Unfortunately, it turned out that many routers are still vulnerable to well-known vulnerabilities, even if they are using the latest firmware versions.
The leaders in terms of the number of bugs were TP-Link Archer AX6000 (32 vulnerabilities) and Synology RT-2600ac (30 vulnerabilities).
While not all of the issues found carry the same risks, the team found some common flaws that are present in most of the models tested:
- outdated Linux kernel in firmware;
- outdated multimedia and VPN features;
- overuse of old BusyBox versions;
- using weak default passwords such as admin;
- the presence of hard-coded credentials (open test).
IoT Inspector CEO Jan Wendenburg notes that one of the most important ways to protect routers is to change the default password when you first set up a device.
“Changing passwords on first use, as well as enabling automatic refresh should be standard practice for all IoT devices, regardless of whether the device is used at home or on a corporate network,” says the expert. “The biggest threat, in addition to the vulnerabilities introduced by manufacturers, is the use of the device in accordance with the motto” plug, play and forget. “
All manufacturers whose devices were found to be problematic responded to the study and released fixes. For example, Chip author Jörg Geiger reports that vendors have already fixed most of the problems found.
The researchers told Bleeping Computer that mostly minor vulnerabilities remained unpatched . The experts’ report contains the following data on vendor responses:
- Asus . I studied each point of our analysis and provided a detailed answer. Asus has fixed the outdated BusyBox version and also released updates for curl and webserver. They emphasized that the password problems were related to temporary files that are deleted when the process ends, and were not dangerous.

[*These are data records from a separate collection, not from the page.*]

//! Timeout-bounded primary execution with a single fallback attempt.

use crate::config::FallbackConfig;
use crate::error::CacheError;
use crate::events::{FailureKind, FallbackEvent, Operation};
use crate::health::HealthTracker;
use cache_fallback_core::{BackendError, Origin};
use std::future::Future;
use std::sync::Arc;
use std::time::{Duration, Instant};

#[cfg(feature = "metrics")]
use metrics::counter;

#[cfg(feature = "tracing")]
use tracing::{debug, warn};

/// Routes one operation to the primary or the secondary.
#[derive(Clone)]
pub(crate) struct GuardedExecutor {
    config: Arc<FallbackConfig>,
    health: HealthTracker,
}

impl GuardedExecutor {
    pub(crate) fn new(config: Arc<FallbackConfig>) -> Self {
        let health = HealthTracker::new(Arc::clone(&config));
        Self { config, health }
    }

    pub(crate) fn health(&self) -> &HealthTracker {
        &self.health
    }

    /// Runs `primary` unless the primary is unhealthy, falling back to
    /// `secondary` exactly once on failure or timeout.
    ///
    /// Neither future is polled unless it is chosen. Returns the value with
    /// the backend that produced it.
    pub(crate) async fn run<T, PF, SF>(
        &self,
        operation: Operation,
        primary: PF,
        secondary: SF,
    ) -> Result<(T, Origin), CacheError>
    where
        T: Send + 'static,
        PF: Future<Output = Result<T, BackendError>> + Send + 'static,
        SF: Future<Output = Result<T, BackendError>>,
    {
        if !self.health.is_healthy() {
            #[cfg(feature = "tracing")]
            debug!(
                connection = %self.config.name,
                operation = operation.as_str(),
                "Primary unhealthy, routing to secondary"
            );

            self.emit(|| FallbackEvent::PrimaryBypassed {
                connection: self.config.name.clone(),
                timestamp: Instant::now(),
                operation,
            });

            return self.run_secondary(operation, secondary).await;
        }

        let start = Instant::now();
        match self.attempt_primary(primary).await {
            Ok(value) => {
                let duration = start.elapsed();

                #[cfg(feature = "metrics")]
                counter!(
                    "cache_fallback_calls_total",
                    "connection" => self.config.name.clone(),
                    "operation" => operation.as_str(),
                    "result" => "primary"
                )
                .increment(1);

                self.emit(|| FallbackEvent::PrimarySucceeded {
                    connection: self.config.name.clone(),
                    timestamp: Instant::now(),
                    operation,
                    duration,
                });

                Ok((value, Origin::Primary))
            }
            Err(error) => {
                let duration = start.elapsed();
                let kind = if error.is_timeout() {
                    FailureKind::Timeout
                } else {
                    FailureKind::Error
                };

                #[cfg(feature = "tracing")]
                warn!(
                    connection = %self.config.name,
                    operation = operation.as_str(),
                    kind = kind.as_str(),
                    error = %error,
                    "Primary failed, falling back to secondary"
                );

                #[cfg(feature = "metrics")]
                counter!(
                    "cache_fallback_primary_failures_total",
                    "connection" => self.config.name.clone(),
                    "kind" => kind.as_str()
                )
                .increment(1);

                self.emit(|| FallbackEvent::PrimaryFailed {
                    connection: self.config.name.clone(),
                    timestamp: Instant::now(),
                    operation,
                    kind,
                    duration,
                });

                self.health.mark_unhealthy();
                self.run_secondary(operation, secondary).await
            }
        }
    }

    /// Runs the primary, racing it against the timeout when one is set.
    async fn attempt_primary<T, F>(&self, primary: F) -> Result<T, CacheError>
    where
        T: Send + 'static,
        F: Future<Output = Result<T, BackendError>> + Send + 'static,
    {
        let Some(limit) = self.config.timeout else {
            return primary.await.map_err(CacheError::Backend);
        };

        if self.config.cancel_running_future {
            return match tokio::time::timeout(limit, primary).await {
                Ok(result) => result.map_err(CacheError::Backend),
                Err(_elapsed) => Err(timed_out(limit)),
            };
        }

        // Dropping the handle on timeout detaches the task; whatever it
        // eventually returns is discarded.
        let handle = tokio::spawn(primary);
        match tokio::time::timeout(limit, handle).await {
            Ok(Ok(result)) => result.map_err(CacheError::Backend),
            Ok(Err(join_error)) => Err(CacheError::Backend(BackendError::unavailable(format!(
                "primary task failed: {join_error}"
            )))),
            Err(_elapsed) => Err(timed_out(limit)),
        }
    }

    async fn run_secondary<T, F>(&self, operation: Operation, secondary: F) -> Result<(T, Origin), CacheError>
    where
        F: Future<Output = Result<T, BackendError>>,
    {
        match secondary.await {
            Ok(value) => {
                #[cfg(feature = "metrics")]
                counter!(
                    "cache_fallback_calls_total",
                    "connection" => self.config.name.clone(),
                    "operation" => operation.as_str(),
                    "result" => "secondary"
                )
                .increment(1);

                self.emit(|| FallbackEvent::FallbackApplied {
                    connection: self.config.name.clone(),
                    timestamp: Instant::now(),
                    operation,
                });

                Ok((value, Origin::Secondary))
            }
            Err(source) => {
                #[cfg(feature = "tracing")]
                warn!(
                    connection = %self.config.name,
                    operation = operation.as_str(),
                    error = %source,
                    "Secondary also failed"
                );

                #[cfg(feature = "metrics")]
                counter!(
                    "cache_fallback_calls_total",
                    "connection" => self.config.name.clone(),
                    "operation" => operation.as_str(),
                    "result" => "disconnected"
                )
                .increment(1);

                self.emit(|| FallbackEvent::FallbackFailed {
                    connection: self.config.name.clone(),
                    timestamp: Instant::now(),
                    operation,
                });

                Err(CacheError::Disconnected { source })
            }
        }
    }

    fn emit<F>(&self, make: F)
    where
        F: FnOnce() -> FallbackEvent,
    {
        self.config.event_listeners.emit_with(make);
    }
}

fn timed_out(timeout: Duration) -> CacheError {
    CacheError::Timeout { timeout }
}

- D-Link . Briefly thanked us for the information and posted a firmware update that fixes all mentioned issues.
- Edimax . We didn’t spend a lot of time checking the problems we found, but in the end we came up with a firmware update that fixed some of the gaps.
- Linksys . Outlined its position on all vulnerabilities that are classified as problems of “high” and “medium” severity. In the future, they do not plan to use default passwords, and also released a firmware update for the remaining bugs.
- Netgear . We worked hard and carefully studied all the problems. Netgear considered some of the “high” severity issues to be less important. Updates for DNSmasq and iPerf have been released, and other issues will be addressed first.
- Synology . Resolved the issues we mentioned with a major update to the Linux kernel. BusyBox and PHP will be updated to newer versions and Synology will have certificates cleared soon. By the way, not only routers benefit from this, but also other devices of the company.
- TP-Link . With updates to BusyBox, CURL and DNSmasq, the company has fixed many issues. There is no new kernel, but more than 50 fixes are planned.